Какая обстановка царила в доме, ожидающем вызова Лиды в ГПУ, можно судить хотя бы по записанному в дневнике К. И. Муркиному сну о том, как ее арестовали: «А он милиционер говорит: ты пойдешь за мной в Г. П. У., ты мне что-то подозрительна. Я говорю: да я ничего не делаю. А он говорит, да нет, не бойся, если плохая погода будет, назад вернемся».
В это время сделана запись о впечатлениях Лиды от ленинградской жизни после долгого отсутствия: у всех стали шикарные квартиры, все заботятся об «обстановочке»… «А между тем – ощущение катастрофы у всех – какой катастрофы – неизвестно – не политической, не военной, а более грандиозной и страшной».
И катастрофа действительно была не за горами.
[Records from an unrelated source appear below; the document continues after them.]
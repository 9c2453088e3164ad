//! Mini Swarm
//!
//! Chunk distribution over a parent/child peer hierarchy, with per-chunk
//! integrity verdicts, upload/download accounting and freerider eviction.

pub mod core;
pub mod network;
pub mod simulation;
pub mod storage;
pub mod transfer;
pub mod utils;

#[cfg(test)]
pub(crate) mod test_utils;

// Re-export main types
pub use crate::core::{Config, Message, MessageCodec, PeerAddress, PeerStore, Swarm, Verdict};
pub use crate::network::{DispatchOutcome, PeerDirectory, SequentialAddresses, Transport};
pub use crate::simulation::{Simulation, SimulationOptions, SimulationReport};
pub use crate::storage::{ChunkManifest, ChunkSource};
pub use crate::transfer::{ChunkOutcome, ChunkState, Eviction, EvictionReason};
pub use crate::utils::{Result, SwarmError, SwarmMetrics};

// Version information
pub const VERSION: &str = env!("CARGO_PKG_VERSION");
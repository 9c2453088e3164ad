use log::{debug, warn};

use crate::core::peer::{ChunkId, PeerId};
use crate::core::protocol::{Message, MessageCodec, SenderType, Verdict};
use crate::transfer::ChunkOutcome;
use crate::utils::{Result, SwarmError};

/// What became of one inbound frame.
#[derive(Debug, Clone, Copy, PartialEq, Eq)]
pub enum DispatchOutcome {
    Handled(ChunkOutcome),
    /// A well-formed message the protocol core does not act on.
    Unsupported { kind: SenderType, chunk: ChunkId },
    UnknownTag(u8),
}

/// Receives decoded messages on behalf of one peer.
pub trait MessageProcessor {
    fn on_integrity_result(
        &mut self,
        peer: PeerId,
        chunk: ChunkId,
        verdict: Verdict,
    ) -> Result<ChunkOutcome>;

    fn on_data_delivery(&mut self, peer: PeerId, chunk: ChunkId) -> Result<ChunkOutcome>;

    fn on_unknown_tag(&mut self, peer: PeerId, tag: u8);

    fn on_unsupported(&mut self, _peer: PeerId, _kind: SenderType, _chunk: ChunkId) {}
}

/// Decodes frames and routes them by sender type.
#[derive(Debug, Clone, Copy, Default)]
pub struct MessageDispatcher {
    codec: MessageCodec,
}

impl MessageDispatcher {
    pub fn new(codec: MessageCodec) -> Self {
        Self { codec }
    }

    pub fn dispatch<P>(&self, processor: &mut P, peer: PeerId, frame: &[u8]) -> Result<DispatchOutcome>
    where
        P: MessageProcessor + ?Sized,
    {
        let message = match self.codec.decode(frame) {
            Ok(message) => message,
            Err(SwarmError::UnknownMessageTag(tag)) => {
                processor.on_unknown_tag(peer, tag);
                return Ok(DispatchOutcome::UnknownTag(tag));
            }
            Err(e) => {
                warn!("Peer {} dropped a frame: {}", peer, e);
                return Err(e);
            }
        };

        let kind = message.sender_type();
        debug!("Peer {} received {:?} for chunk {}", peer, kind, message.chunk());

        match message {
            Message::IntegrityResult { chunk, verdict } => processor
                .on_integrity_result(peer, chunk, verdict)
                .map(DispatchOutcome::Handled),
            Message::DataDelivery { chunk, .. } => processor
                .on_data_delivery(peer, chunk)
                .map(DispatchOutcome::Handled),
            Message::IntegrityCheck { chunk, .. } | Message::ChunkRequest { chunk } => {
                processor.on_unsupported(peer, kind, chunk);
                Ok(DispatchOutcome::Unsupported { kind, chunk })
            }
        }
    }
}
use serde::Serialize;
use std::fmt;

/// Protocol counters kept by a [`Swarm`](crate::core::Swarm).
#[derive(Debug, Clone, Default, PartialEq, Eq, Serialize)]
pub struct SwarmMetrics {
    pub requests_sent: u64,
    pub integrity_passes: u64,
    pub integrity_failures: u64,
    pub trusted_deliveries: u64,
    pub evictions: u64,
    pub unknown_tags: u64,
    pub unsupported_messages: u64,
    pub retries_exhausted: u64,
}

impl SwarmMetrics {
    pub fn record_request_sent(&mut self) {
        self.requests_sent += 1;
    }

    pub fn record_integrity_result(&mut self, valid: bool) {
        if valid {
            self.integrity_passes += 1;
        } else {
            self.integrity_failures += 1;
        }
    }

    pub fn record_trusted_delivery(&mut self) {
        self.trusted_deliveries += 1;
    }

    pub fn record_evictions(&mut self, count: usize) {
        self.evictions += count as u64;
    }

    pub fn record_unknown_tag(&mut self) {
        self.unknown_tags += 1;
    }

    pub fn record_unsupported(&mut self) {
        self.unsupported_messages += 1;
    }

    pub fn record_retries_exhausted(&mut self) {
        self.retries_exhausted += 1;
    }
}

impl fmt::Display for SwarmMetrics {
    fn fmt(&self, f: &mut fmt::Formatter<'_>) -> fmt::Result {
        writeln!(f, "=== Swarm Statistics ===")?;
        writeln!(f, "Requests sent:        {}", self.requests_sent)?;
        writeln!(
            f,
            "Integrity results:    {} passed, {} failed",
            self.integrity_passes, self.integrity_failures
        )?;
        writeln!(f, "Trusted deliveries:   {}", self.trusted_deliveries)?;
        writeln!(f, "Evictions:            {}", self.evictions)?;
        writeln!(f, "Retries exhausted:    {}", self.retries_exhausted)?;
        write!(
            f,
            "Dropped messages:     {} unknown tag, {} unsupported",
            self.unknown_tags, self.unsupported_messages
        )
    }
}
К осени борьба со сказкой разгорелась не на шутку. В сентябре в цензуре Ленгиза задержали «Айболита». Затем запретили четвертое издание «Бармалея». Чуковский записывает в дневнике, что Соцвос решил, будто «дети не поймут заключающейся здесь иронии», – и восклицает: «Боролся бы с пьянством, с сифилисом, с Лиговкой, со всеми ужасами растления детей, которыми все еще так богата наша нынешняя эпоха, – нет, он воюет с книгами, с картинками Добужинского и стихами Чуковского».
К. И. написал о «Бармалее» письмо цензору, Лебедеву-Полянскому (которого писатели окрестили «Подлянским»), отчего-то рассчитывая на его помощь. Никакой помощи не последовало.